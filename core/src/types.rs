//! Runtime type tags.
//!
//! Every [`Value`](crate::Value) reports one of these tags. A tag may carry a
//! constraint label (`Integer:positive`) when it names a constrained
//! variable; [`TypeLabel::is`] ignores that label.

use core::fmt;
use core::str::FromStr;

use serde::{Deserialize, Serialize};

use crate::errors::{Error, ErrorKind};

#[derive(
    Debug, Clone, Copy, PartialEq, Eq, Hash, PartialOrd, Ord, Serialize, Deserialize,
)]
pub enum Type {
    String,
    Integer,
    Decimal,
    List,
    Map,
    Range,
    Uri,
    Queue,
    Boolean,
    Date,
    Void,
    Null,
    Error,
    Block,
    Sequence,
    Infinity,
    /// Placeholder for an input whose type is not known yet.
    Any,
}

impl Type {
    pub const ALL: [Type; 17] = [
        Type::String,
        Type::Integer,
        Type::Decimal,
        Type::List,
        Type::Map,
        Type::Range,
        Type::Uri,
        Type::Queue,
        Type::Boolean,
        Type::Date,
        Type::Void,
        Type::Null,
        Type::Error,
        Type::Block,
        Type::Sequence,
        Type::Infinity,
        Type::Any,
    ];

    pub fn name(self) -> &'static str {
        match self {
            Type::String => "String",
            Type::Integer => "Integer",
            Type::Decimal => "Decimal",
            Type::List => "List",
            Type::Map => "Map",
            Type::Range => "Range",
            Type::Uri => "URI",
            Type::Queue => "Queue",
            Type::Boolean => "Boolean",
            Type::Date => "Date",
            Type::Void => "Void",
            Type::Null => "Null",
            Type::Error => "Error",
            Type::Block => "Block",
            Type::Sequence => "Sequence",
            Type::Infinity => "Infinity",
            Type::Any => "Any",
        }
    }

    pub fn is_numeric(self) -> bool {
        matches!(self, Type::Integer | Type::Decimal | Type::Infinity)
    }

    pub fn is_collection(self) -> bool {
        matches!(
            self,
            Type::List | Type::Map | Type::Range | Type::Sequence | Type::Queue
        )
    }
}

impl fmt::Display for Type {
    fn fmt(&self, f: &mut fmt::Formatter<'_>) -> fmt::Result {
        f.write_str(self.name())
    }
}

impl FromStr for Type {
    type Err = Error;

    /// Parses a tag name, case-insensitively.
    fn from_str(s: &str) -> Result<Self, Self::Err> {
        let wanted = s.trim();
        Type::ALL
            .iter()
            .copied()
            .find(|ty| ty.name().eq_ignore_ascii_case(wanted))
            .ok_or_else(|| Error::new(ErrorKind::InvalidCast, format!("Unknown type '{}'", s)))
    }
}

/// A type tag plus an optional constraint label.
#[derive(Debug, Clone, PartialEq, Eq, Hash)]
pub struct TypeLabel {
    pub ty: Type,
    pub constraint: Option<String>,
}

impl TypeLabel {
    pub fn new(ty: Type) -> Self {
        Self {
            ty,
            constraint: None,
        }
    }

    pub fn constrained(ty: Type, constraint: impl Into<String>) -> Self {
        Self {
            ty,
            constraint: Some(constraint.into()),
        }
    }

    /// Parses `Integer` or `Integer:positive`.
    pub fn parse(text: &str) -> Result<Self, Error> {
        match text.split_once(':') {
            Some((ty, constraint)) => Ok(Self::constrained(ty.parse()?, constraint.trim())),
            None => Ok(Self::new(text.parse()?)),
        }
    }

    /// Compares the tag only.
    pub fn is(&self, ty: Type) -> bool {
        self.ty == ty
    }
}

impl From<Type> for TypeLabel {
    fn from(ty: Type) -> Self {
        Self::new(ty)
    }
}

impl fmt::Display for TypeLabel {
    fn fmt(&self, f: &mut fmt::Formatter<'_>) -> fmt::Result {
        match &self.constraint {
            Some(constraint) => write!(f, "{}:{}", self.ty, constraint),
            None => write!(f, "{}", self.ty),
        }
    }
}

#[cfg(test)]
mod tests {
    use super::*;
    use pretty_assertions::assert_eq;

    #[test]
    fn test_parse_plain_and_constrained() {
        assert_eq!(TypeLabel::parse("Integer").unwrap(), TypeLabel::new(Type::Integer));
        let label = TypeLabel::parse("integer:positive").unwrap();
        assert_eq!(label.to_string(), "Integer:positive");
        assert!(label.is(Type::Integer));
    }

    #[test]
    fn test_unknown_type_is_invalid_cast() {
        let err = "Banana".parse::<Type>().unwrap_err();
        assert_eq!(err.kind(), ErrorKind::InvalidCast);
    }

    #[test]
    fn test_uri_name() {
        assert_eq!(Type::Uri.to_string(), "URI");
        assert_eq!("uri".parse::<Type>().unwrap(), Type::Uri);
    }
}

...

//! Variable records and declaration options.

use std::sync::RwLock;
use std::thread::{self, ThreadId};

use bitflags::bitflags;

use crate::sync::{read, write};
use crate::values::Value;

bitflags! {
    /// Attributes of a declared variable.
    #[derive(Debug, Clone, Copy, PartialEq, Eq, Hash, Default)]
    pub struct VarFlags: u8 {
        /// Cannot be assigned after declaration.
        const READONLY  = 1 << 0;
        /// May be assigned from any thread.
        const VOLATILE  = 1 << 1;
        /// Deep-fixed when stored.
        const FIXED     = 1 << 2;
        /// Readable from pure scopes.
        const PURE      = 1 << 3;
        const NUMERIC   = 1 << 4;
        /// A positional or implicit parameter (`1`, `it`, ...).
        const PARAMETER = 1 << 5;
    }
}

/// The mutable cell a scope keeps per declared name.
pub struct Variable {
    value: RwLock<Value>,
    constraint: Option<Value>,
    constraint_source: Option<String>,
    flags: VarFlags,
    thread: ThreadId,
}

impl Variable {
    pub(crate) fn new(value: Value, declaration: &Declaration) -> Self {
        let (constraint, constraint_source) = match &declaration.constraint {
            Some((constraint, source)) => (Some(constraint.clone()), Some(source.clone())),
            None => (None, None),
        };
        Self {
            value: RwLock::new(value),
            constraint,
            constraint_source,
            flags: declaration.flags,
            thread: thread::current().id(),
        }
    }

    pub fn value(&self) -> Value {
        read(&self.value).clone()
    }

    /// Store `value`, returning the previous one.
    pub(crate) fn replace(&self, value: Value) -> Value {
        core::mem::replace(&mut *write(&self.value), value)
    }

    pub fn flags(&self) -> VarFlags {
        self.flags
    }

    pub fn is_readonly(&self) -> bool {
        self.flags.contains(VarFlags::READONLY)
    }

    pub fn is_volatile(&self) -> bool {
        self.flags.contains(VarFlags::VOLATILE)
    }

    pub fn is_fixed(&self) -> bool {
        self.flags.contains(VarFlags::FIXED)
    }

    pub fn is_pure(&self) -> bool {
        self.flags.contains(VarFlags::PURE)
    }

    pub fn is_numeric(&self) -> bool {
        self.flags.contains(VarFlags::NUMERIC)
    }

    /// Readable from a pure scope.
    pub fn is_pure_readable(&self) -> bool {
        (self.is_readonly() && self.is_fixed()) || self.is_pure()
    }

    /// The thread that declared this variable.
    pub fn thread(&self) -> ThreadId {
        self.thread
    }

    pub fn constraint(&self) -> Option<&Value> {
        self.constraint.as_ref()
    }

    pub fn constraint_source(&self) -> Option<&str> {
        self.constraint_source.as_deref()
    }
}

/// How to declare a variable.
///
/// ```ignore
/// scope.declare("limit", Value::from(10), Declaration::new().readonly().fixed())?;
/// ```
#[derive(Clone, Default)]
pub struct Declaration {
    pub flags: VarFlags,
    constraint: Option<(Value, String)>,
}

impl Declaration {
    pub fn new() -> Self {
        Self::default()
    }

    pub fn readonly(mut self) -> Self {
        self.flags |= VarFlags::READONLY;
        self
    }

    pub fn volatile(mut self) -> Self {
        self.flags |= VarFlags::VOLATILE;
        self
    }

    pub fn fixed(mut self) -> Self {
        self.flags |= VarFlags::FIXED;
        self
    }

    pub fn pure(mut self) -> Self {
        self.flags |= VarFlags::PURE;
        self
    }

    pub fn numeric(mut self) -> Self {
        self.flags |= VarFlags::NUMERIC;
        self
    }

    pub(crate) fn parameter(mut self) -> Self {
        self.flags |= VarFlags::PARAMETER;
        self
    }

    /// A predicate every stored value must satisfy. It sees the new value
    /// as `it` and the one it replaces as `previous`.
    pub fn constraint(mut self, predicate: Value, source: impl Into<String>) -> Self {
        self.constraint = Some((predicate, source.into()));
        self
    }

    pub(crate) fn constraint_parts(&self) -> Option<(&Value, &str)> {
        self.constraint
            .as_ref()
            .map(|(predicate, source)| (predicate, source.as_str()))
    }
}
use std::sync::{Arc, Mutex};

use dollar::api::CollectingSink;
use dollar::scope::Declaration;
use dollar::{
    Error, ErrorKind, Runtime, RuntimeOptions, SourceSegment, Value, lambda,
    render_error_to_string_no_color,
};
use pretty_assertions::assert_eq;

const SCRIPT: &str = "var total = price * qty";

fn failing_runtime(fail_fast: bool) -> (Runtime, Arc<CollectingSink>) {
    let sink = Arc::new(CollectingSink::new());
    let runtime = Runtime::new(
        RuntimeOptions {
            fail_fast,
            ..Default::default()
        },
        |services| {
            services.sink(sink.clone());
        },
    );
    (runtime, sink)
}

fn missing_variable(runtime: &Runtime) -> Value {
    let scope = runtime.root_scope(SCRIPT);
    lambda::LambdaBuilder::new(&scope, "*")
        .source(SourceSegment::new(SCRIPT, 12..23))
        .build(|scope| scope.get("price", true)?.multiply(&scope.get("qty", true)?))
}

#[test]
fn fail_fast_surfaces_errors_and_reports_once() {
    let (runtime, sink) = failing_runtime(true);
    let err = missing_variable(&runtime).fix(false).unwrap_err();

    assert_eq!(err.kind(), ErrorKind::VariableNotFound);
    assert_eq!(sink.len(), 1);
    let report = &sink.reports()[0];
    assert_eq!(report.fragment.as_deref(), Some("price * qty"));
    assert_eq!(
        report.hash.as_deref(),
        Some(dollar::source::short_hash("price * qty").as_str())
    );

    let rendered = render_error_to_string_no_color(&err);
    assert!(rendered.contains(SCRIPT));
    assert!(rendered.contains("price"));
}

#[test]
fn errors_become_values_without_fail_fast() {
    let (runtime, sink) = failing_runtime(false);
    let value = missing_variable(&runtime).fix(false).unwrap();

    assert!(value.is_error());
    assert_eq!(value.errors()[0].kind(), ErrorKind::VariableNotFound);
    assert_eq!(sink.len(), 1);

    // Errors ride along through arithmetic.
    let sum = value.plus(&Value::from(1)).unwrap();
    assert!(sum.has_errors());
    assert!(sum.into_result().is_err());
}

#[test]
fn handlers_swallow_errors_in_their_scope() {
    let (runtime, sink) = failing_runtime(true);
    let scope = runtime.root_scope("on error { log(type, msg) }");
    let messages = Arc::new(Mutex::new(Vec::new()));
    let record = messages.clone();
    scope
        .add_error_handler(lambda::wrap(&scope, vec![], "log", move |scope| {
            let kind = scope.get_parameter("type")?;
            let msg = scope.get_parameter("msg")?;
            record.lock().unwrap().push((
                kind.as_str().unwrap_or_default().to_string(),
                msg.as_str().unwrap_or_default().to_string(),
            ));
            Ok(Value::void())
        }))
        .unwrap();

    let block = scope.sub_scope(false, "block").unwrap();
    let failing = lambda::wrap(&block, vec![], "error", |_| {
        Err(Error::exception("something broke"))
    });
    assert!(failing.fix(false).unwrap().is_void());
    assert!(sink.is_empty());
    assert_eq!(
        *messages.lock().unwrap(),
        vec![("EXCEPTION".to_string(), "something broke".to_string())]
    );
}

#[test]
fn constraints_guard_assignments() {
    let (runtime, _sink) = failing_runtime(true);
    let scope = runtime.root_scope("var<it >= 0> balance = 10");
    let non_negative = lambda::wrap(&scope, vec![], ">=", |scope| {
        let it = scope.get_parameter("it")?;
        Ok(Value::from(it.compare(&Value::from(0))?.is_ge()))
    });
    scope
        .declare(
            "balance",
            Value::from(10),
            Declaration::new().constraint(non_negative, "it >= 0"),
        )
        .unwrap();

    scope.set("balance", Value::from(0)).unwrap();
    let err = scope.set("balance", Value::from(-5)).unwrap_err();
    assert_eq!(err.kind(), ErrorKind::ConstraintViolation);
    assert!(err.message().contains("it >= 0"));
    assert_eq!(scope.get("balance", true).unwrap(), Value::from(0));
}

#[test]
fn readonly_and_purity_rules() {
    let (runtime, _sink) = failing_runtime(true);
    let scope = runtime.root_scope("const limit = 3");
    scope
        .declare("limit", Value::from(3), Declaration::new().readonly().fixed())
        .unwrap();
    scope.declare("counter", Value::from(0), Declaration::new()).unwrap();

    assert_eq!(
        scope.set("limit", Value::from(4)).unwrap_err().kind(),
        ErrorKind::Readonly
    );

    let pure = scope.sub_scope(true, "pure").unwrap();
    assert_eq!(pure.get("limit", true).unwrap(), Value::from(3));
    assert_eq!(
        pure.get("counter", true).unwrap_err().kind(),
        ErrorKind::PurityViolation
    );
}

## Task details
Search the records for the string "when", and copy every line that holds it.

## Answer to the problem
//! constraint label (`Integer:positive`) when it names a constrained
        /// Deep-fixed when stored.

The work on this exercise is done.